Simonton Windows Part of New Home & Security Spin Off

by bkrigbaum@solagroup.com








PARKERSBURG, W. VA. – Simonton
Windows
, one of the
nation’s leading vinyl window and patio door manufacturers,
is part of the new Home & Security business that is expected to
be spun off by Fortune Brands, Inc. (NYSE: FO) in 2011. Plans were
announced on December 8, 2010 for the Home & Security business
unit to be spun off as an independent, publicly-traded company to
current Fortune Brands shareholders.

“We’re excited that Simonton Windows is positioned
for continued growth as a market leader in the new Home &
Security business that’s being developed,” says
Mark Savan, president of Simonton Windows. “The new structure
will provide us with excellent opportunities for our brand to be a key
participant in a stand-alone publicly-traded company purely focused on
the home products market.

“While details are still being finalized, we anticipate this
exciting development will take place within the next six to nine
months. During and after the transition we expect no changes in our
operations.
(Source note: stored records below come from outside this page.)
use dotenvy::dotenv;
use std::env;
use thiserror::Error;
use url::Url;

/// Path Telegram posts updates to, relative to `WEBHOOK_URL`.
pub const WEBHOOK_PATH: &str = "/api/webhook";

const DEFAULT_API_URL: &str = "https://api.telegram.org";

#[derive(Error, Debug)]
pub enum ConfigError {
    #[error("missing environment variable: {0}")]
    MissingEnv(&'static str),
    #[error("invalid HOSTING value (expected true|false): {0}")]
    InvalidHosting(String),
    #[error("invalid WEBHOOK_URL: {0}")]
    InvalidWebhookUrl(String),
    #[error("invalid TELEGRAM_API_URL: {0}")]
    InvalidApiUrl(String),
}

#[derive(Clone, Debug)]
pub struct AppConfig {
    pub token: String,
    pub hosting: bool,
    pub webhook_url: Option<Url>,
    pub webhook_secret: Option<String>,
    pub api_url: Url,
    pub register_on_start: bool,
    pub port: u16,
}

impl AppConfig {
    pub fn from_env() -> Result<Self, ConfigError> {
        if cfg!(not(test)) {
            let _ = dotenv();
        }

        let token = env::var("BOT_TOKEN")
            .ok()
            .filter(|s| !s.trim().is_empty())
            .ok_or(ConfigError::MissingEnv("BOT_TOKEN"))?;

        let hosting = match env::var("HOSTING") {
            Ok(raw) => parse_flag(&raw).ok_or(ConfigError::InvalidHosting(raw))?,
            Err(_) => true,
        };

        let webhook_url = match env::var("WEBHOOK_URL") {
            Ok(s) if !s.trim().is_empty() => {
                let parsed = Url::parse(s.trim())
                    .map_err(|_| ConfigError::InvalidWebhookUrl(s.clone()))?;
                Some(parsed)
            }
            _ => None,
        };

        if hosting && webhook_url.is_none() {
            return Err(ConfigError::MissingEnv("WEBHOOK_URL"));
        }

        let webhook_secret = env::var("WEBHOOK_SECRET")
            .ok()
            .filter(|s| !s.trim().is_empty());

        let api_url = match env::var("TELEGRAM_API_URL") {
            Ok(s) if !s.trim().is_empty() => {
                Url::parse(s.trim()).map_err(|_| ConfigError::InvalidApiUrl(s.clone()))?
            }
            _ => Url::parse(DEFAULT_API_URL)
                .map_err(|_| ConfigError::InvalidApiUrl(DEFAULT_API_URL.to_string()))?,
        };

        let register_on_start = env::var("REGISTER_ON_START")
            .ok()
            .and_then(|s| parse_flag(&s))
            .unwrap_or(false);

        let port = env::var("PORT")
            .ok()
            .and_then(|s| s.parse::<u16>().ok())
            .unwrap_or(8080u16);

        Ok(AppConfig {
            token,
            hosting,
            webhook_url,
            webhook_secret,
            api_url,
            register_on_start,
            port,
        })
    }

    /// Full URL Telegram should deliver updates to: `{WEBHOOK_URL}/api/webhook`.
    pub fn webhook_target(&self) -> Result<Url, ConfigError> {
        let base = self
            .webhook_url
            .as_ref()
            .ok_or(ConfigError::MissingEnv("WEBHOOK_URL"))?;
        let joined = format!("{}{}", base.as_str().trim_end_matches('/'), WEBHOOK_PATH);
        Url::parse(&joined).map_err(|_| ConfigError::InvalidWebhookUrl(joined))
    }
}

fn parse_flag(raw: &str) -> Option<bool> {
    match raw.trim().to_lowercase().as_str() {
        "true" | "1" | "yes" => Some(true),
        "false" | "0" | "no" => Some(false),
        _ => None,
    }
}

#[cfg(test)]
mod tests {
    use super::*;
    use serial_test::serial;
    use std::env;

    const VARS: [&str; 7] = [
        "BOT_TOKEN",
        "HOSTING",
        "WEBHOOK_URL",
        "WEBHOOK_SECRET",
        "TELEGRAM_API_URL",
        "REGISTER_ON_START",
        "PORT",
    ];

    fn clear_env() {
        for var in VARS {
            unsafe {
                env::remove_var(var);
            }
        }
    }

    #[test]
    #[serial]
    fn from_env_parses_all() {
        clear_env();
        unsafe {
            env::set_var("BOT_TOKEN", "tok");
            env::set_var("HOSTING", "true");
            env::set_var("WEBHOOK_URL", "https://example.com");
            env::set_var("WEBHOOK_SECRET", "s3cret");
            env::set_var("TELEGRAM_API_URL", "http://127.0.0.1:8081");
            env::set_var("REGISTER_ON_START", "yes");
            env::set_var("PORT", "1234");
        }

        let cfg = AppConfig::from_env().unwrap();
        assert_eq!(cfg.token, "tok");
        assert!(cfg.hosting);
        assert!(cfg.register_on_start);
        assert_eq!(cfg.port, 1234);
        assert_eq!(cfg.webhook_secret.as_deref(), Some("s3cret"));
        assert_eq!(cfg.api_url.as_str(), "http://127.0.0.1:8081/");
        assert_eq!(
            cfg.webhook_target().unwrap().as_str(),
            "https://example.com/api/webhook"
        );

        clear_env();
    }

    #[test]
    #[serial]
    fn from_env_missing_token() {
        clear_env();
        unsafe {
            env::set_var("HOSTING", "false");
        }

        let res = AppConfig::from_env();
        match res {
            Err(ConfigError::MissingEnv("BOT_TOKEN")) => {}
            other => panic!("expected MissingEnv BOT_TOKEN, got {:?}", other),
        }

        clear_env();
    }

    #[test]
    #[serial]
    fn hosting_requires_webhook_url() {
        clear_env();
        unsafe {
            env::set_var("BOT_TOKEN", "tok");
        }

        match AppConfig::from_env() {
            Err(ConfigError::MissingEnv("WEBHOOK_URL")) => {}
            other => panic!("expected MissingEnv WEBHOOK_URL, got {:?}", other),
        }

        clear_env();
    }

    #[test]
    #[serial]
    fn polling_mode_uses_defaults() {
        clear_env();
        unsafe {
            env::set_var("BOT_TOKEN", "tok");
            env::set_var("HOSTING", "no");
        }

        let cfg = AppConfig::from_env().unwrap();
        assert!(!cfg.hosting);
        assert!(!cfg.register_on_start);
        assert!(cfg.webhook_url.is_none());
        assert_eq!(cfg.port, 8080);
        assert_eq!(cfg.api_url.as_str(), "https://api.telegram.org/");
        assert!(matches!(
            cfg.webhook_target(),
            Err(ConfigError::MissingEnv("WEBHOOK_URL"))
        ));

        clear_env();
    }

    #[test]
    #[serial]
    fn invalid_hosting_is_rejected() {
        clear_env();
        unsafe {
            env::set_var("BOT_TOKEN", "tok");
            env::set_var("HOSTING", "maybe");
        }

        match AppConfig::from_env() {
            Err(ConfigError::InvalidHosting(v)) => assert_eq!(v, "maybe"),
            other => panic!("expected InvalidHosting, got {:?}", other),
        }

        clear_env();
    }

    #[test]
    #[serial]
    fn webhook_target_strips_trailing_slash() {
        clear_env();
        unsafe {
            env::set_var("BOT_TOKEN", "tok");
            env::set_var("WEBHOOK_URL", "https://bot.example.org/prefix/");
        }

        let cfg = AppConfig::from_env().unwrap();
        assert_eq!(
            cfg.webhook_target().unwrap().as_str(),
            "https://bot.example.org/prefix/api/webhook"
        );

        clear_env();
    }
}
Every Simonton Associate will continue to focus on
providing the same top-quality products and services in the future as
we offer to our customers today.”

As part of its announcement today, representatives of Fortune Brands
communicated that its Board of Directors unanimously approved, in
principle, a separation of the company’s three strong consumer
businesses – distilled spirits, home and security,
and golf products.  The plan that the company intends to
pursue includes: the continuation of Fortune Brands as an independent,
publicly-traded company focused solely on its distilled spirits
business; the tax-free spin-off to shareholders of the home and
security business into an independent, publicly-traded company; and the
sale or tax-free spin-off of the golf business. Management has been
directed to develop detailed separation plans for consideration and
final Board approval.

“The premier brands in the current Fortune Brands Home
& Security group will serve as the cornerstones of an
exceptional new company,” says Savan. “At Simonton,
we’re looking forward to building upon our strong market
position as an industry leader. The value and service proposition we
provide to our customers nationwide will continue to be our primary
focus in the future.”

Fortune Brands Home & Security LLC, with annual sales exceeding
$3 billion, is a North American leader in its category. Its largest
single brand is Moen, the #1 faucet brand in North America. 
MasterBrand Cabinets, which includes brands such as Aristokraft,
Decorá, Diamond, Omega and Kitchen Craft, is the strong #2
cabinet manufacturer in North America.  Therma-Tru, the #1
entry door brand in the U.S., and Simonton, a leader in
energy-efficient vinyl-framed windows, are both well positioned in the
attractive advanced materials segments of their categories. 
Master Lock is the world’s #1 brand of padlocks and related security
products, and Waterloo is a leader in storage and organization
products.  Home & Security has enhanced its position
by playing offense during the downturn and front end of the
recovery.  The company has created lean and flexible supply
chains by both reducing costs and accelerating productivity
initiatives.  Significant new business wins, excellent
customer service and successful new-product innovations have
contributed to meaningful market share gains.  With this
momentum, combined with the company’s supply-chain flexibility and
efficient cost structures, Home & Security will have
substantial leverage and upside growth and returns potential as the
U.S. housing market recovers.

“We are taking the next logical step in the evolution of
Fortune Brands, which we believe will maximize long-term value for our
shareholders and create exciting opportunities within our businesses,”
said Bruce Carbonari, chairman and chief executive officer of Fortune
Brands. “Today’s announcement is the result of an ongoing strategic
review process conducted by the Board and management over the past four
years that included regular evaluation of separating the businesses at
the right time to serve the best interests of our
shareholders.  While the breadth and balance of our portfolio
have served shareholders very well, we see the potential for even
greater value by separating our businesses into focused companies at a
time when they have emerged from the economic downturn in such strong
positions.  We believe now is the right time to move ahead
with this tax-efficient approach, and we’re confident the course we’ve
outlined today generates greater potential long-term value than all
other alternatives.”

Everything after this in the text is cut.